Bruce Behringer, MPH, Karen Harrell Mabe, Kelly A. Dorgan, PhD, Sadie P. Hutson, PhD, RN

Suggested citation for this article: Behringer B, Mabe KH, Dorgan KA, Hutson SP. Local implementation of cancer control activities in rural Appalachia, 2006. Prev Chronic Dis 2009;6(1):A34. http://www.cdc.gov/pcd/issues/2009/
jan/08_0064.htm
. Accessed [date].

Abstract

Underserved communities with high cancer rates often are not involved in implementing state cancer control activities locally. An East Tennessee State University research team formed 2 Appalachian Community Cancer Research Review Work Groups, 1 in northeast Tennessee and 1 in southwest Virginia.
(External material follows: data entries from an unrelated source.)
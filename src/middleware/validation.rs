//! JSON body validation.
//!
//! [`ValidationGuard`] reads the body, deserializes it and runs its `validator`
//! rules before the handler is reached. A valid body is handed to the handler as
//! [`Validated<T>`]; an invalid one is answered with 400 and one entry per offending
//! field.

use std::collections::HashMap;
use std::fmt;
use std::marker::PhantomData;

use anyhow::anyhow;
use async_trait::async_trait;
use axum::{
    body::Body,
    extract::{FromRequestParts, Request},
    http::request::Parts,
    middleware::Next,
    response::{IntoResponse, Response},
};
use serde::de::DeserializeOwned;
use serde_json::{Map, Value};
use serde_path_to_error::Segment;
use tastelog_core::{AppError, FieldError, field_errors};
use tracing::debug;
use validator::Validate;

use crate::middleware::pipeline::{Guard, Stage};

pub struct ValidationGuard<T> {
    max_body_bytes: usize,
    _body: PhantomData<fn() -> T>,
}

impl<T> ValidationGuard<T> {
    pub fn new(max_body_bytes: usize) -> Self {
        Self {
            max_body_bytes,
            _body: PhantomData,
        }
    }
}

impl<T> Clone for ValidationGuard<T> {
    fn clone(&self) -> Self {
        Self::new(self.max_body_bytes)
    }
}

impl<T> fmt::Debug for ValidationGuard<T> {
    fn fmt(&self, f: &mut fmt::Formatter<'_>) -> fmt::Result {
        f.debug_struct("ValidationGuard")
            .field("body", &std::any::type_name::<T>())
            .field("max_body_bytes", &self.max_body_bytes)
            .finish()
    }
}

/// Stand-ins tried, in order, for a missing or mistyped field so the remaining
/// fields still get checked.
fn placeholders() -> [Value; 6] {
    [
        Value::Null,
        Value::from(0),
        Value::from(""),
        Value::Bool(false),
        Value::Array(Vec::new()),
        Value::Object(Map::new()),
    ]
}

/// Upper bound on deserialization passes for one body.
const MAX_PASSES: usize = 64;

#[derive(Debug, Clone, PartialEq, Eq)]
enum Step {
    Key(String),
    Index(usize),
}

/// Where a deserialization error points: the dotted field name and the steps
/// leading to it.
#[derive(Debug, Clone, PartialEq, Eq)]
struct Problem {
    field: String,
    steps: Vec<Step>,
    missing: bool,
}

fn field_name(steps: &[Step]) -> String {
    let mut name = String::new();
    for step in steps {
        match step {
            Step::Key(key) if name.is_empty() => name.push_str(key),
            Step::Key(key) => {
                name.push('.');
                name.push_str(key);
            }
            Step::Index(index) => name.push_str(&format!("[{}]", index)),
        }
    }
    name
}

fn missing_field(message: &str) -> Option<&str> {
    message.split("missing field `").nth(1)?.split('`').next()
}

fn locate(error: &serde_path_to_error::Error<serde_json::Error>) -> Option<Problem> {
    let mut steps = Vec::new();
    for segment in error.path().iter() {
        match segment {
            Segment::Map { key } => steps.push(Step::Key(key.clone())),
            Segment::Seq { index } => steps.push(Step::Index(*index)),
            Segment::Enum { .. } | Segment::Unknown => return None,
        }
    }

    let message = error.inner().to_string();
    let missing = match missing_field(&message) {
        Some(field) => {
            steps.push(Step::Key(field.to_string()));
            true
        }
        None => false,
    };

    if steps.is_empty() {
        return None;
    }

    Some(Problem {
        field: field_name(&steps),
        steps,
        missing,
    })
}

fn slot<'a>(value: &'a mut Value, steps: &[Step]) -> Option<&'a mut Value> {
    steps.iter().try_fold(value, |current, step| match step {
        Step::Key(key) => Some(
            current
                .as_object_mut()?
                .entry(key.clone())
                .or_insert(Value::Null),
        ),
        Step::Index(index) => current.as_array_mut()?.get_mut(*index),
    })
}

/// Deserializes and validates `bytes`, reporting every offending field.
///
/// Structural problems (missing or mistyped fields) are collected across the whole
/// body first; `validator` rules only run once the body has the right shape.
pub fn parse_body<T>(bytes: &[u8]) -> Result<T, Vec<FieldError>>
where
    T: DeserializeOwned + Validate,
{
    if bytes.iter().all(u8::is_ascii_whitespace) {
        return Err(vec![FieldError::new("body", "body is required")]);
    }

    let mut value: Value = serde_json::from_slice(bytes)
        .map_err(|_| vec![FieldError::new("body", "body must be valid JSON")])?;
    if !value.is_object() {
        return Err(vec![FieldError::new("body", "body must be a JSON object")]);
    }

    let mut fields: Vec<FieldError> = Vec::new();
    let mut attempts: HashMap<String, usize> = HashMap::new();

    for _ in 0..MAX_PASSES {
        let outcome: Result<T, _> = serde_path_to_error::deserialize(&value);
        let error = match outcome {
            Ok(parsed) if fields.is_empty() => {
                parsed.validate().map_err(|errors| field_errors(&errors))?;
                return Ok(parsed);
            }
            Ok(_) => break,
            Err(error) => error,
        };

        let Some(problem) = locate(&error) else {
            if fields.is_empty() {
                fields.push(FieldError::new("body", "Invalid field type in request"));
            }
            break;
        };

        if !fields.iter().any(|f| f.field == problem.field) {
            let message = if problem.missing {
                format!("{} is required", problem.field)
            } else {
                format!("{} has an invalid type", problem.field)
            };
            fields.push(FieldError::new(problem.field.clone(), message));
        }

        let attempt = attempts.entry(problem.field).or_default();
        let (Some(placeholder), Some(target)) = (
            placeholders().into_iter().nth(*attempt),
            slot(&mut value, &problem.steps),
        ) else {
            break;
        };
        *target = placeholder;
        *attempt += 1;
    }

    if fields.is_empty() {
        fields.push(FieldError::new("body", "Invalid field type in request"));
    }
    fields.sort_by(|a, b| a.field.cmp(&b.field));
    Err(fields)
}

#[async_trait]
impl<T> Guard for ValidationGuard<T>
where
    T: DeserializeOwned + Validate + Clone + Send + Sync + 'static,
{
    fn stage(&self) -> Stage {
        Stage::Validation
    }

    async fn handle(&self, req: Request, next: Next) -> Response {
        let (mut parts, body) = req.into_parts();

        let bytes = match axum::body::to_bytes(body, self.max_body_bytes).await {
            Ok(bytes) => bytes,
            Err(e) => {
                debug!(error = %e, limit = self.max_body_bytes, "Unreadable request body");
                return AppError::validation(vec![FieldError::new(
                    "body",
                    format!("body must be at most {} bytes", self.max_body_bytes),
                )])
                .into_response();
            }
        };

        match parse_body::<T>(&bytes) {
            Ok(value) => {
                parts.extensions.insert(Validated(value));
                next.run(Request::from_parts(parts, Body::empty())).await
            }
            Err(fields) => {
                debug!(fields = fields.len(), "Request body failed validation");
                AppError::validation(fields).into_response()
            }
        }
    }
}

/// A request body that passed [`ValidationGuard`].
#[derive(Debug, Clone, Copy, Default)]
pub struct Validated<T>(pub T);

impl<T, S> FromRequestParts<S> for Validated<T>
where
    T: Clone + Send + Sync + 'static,
    S: Send + Sync,
{
    type Rejection = AppError;

    async fn from_request_parts(parts: &mut Parts, _state: &S) -> Result<Self, Self::Rejection> {
        parts.extensions.remove::<Validated<T>>().ok_or_else(|| {
            AppError::internal(anyhow!(
                "no validated {} body; the route has no matching validation guard",
                std::any::type_name::<T>()
            ))
        })
    }
}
During 4 sessions, the research team presented regional cancer data to the work groups. Work group participants explored research from a lay perspective and identified possible reasons for cancer disparities in central Appalachia. The fifth session was a community dissemination activity in which work group participants engaged in cancer education and action by presenting the research to their local communities in unique ways. During a sixth session, both work groups discussed these interventions and further attempted to answer the question, “What makes the experience of cancer unique in Appalachia?” This article describes the key steps of this community-based participatory research process.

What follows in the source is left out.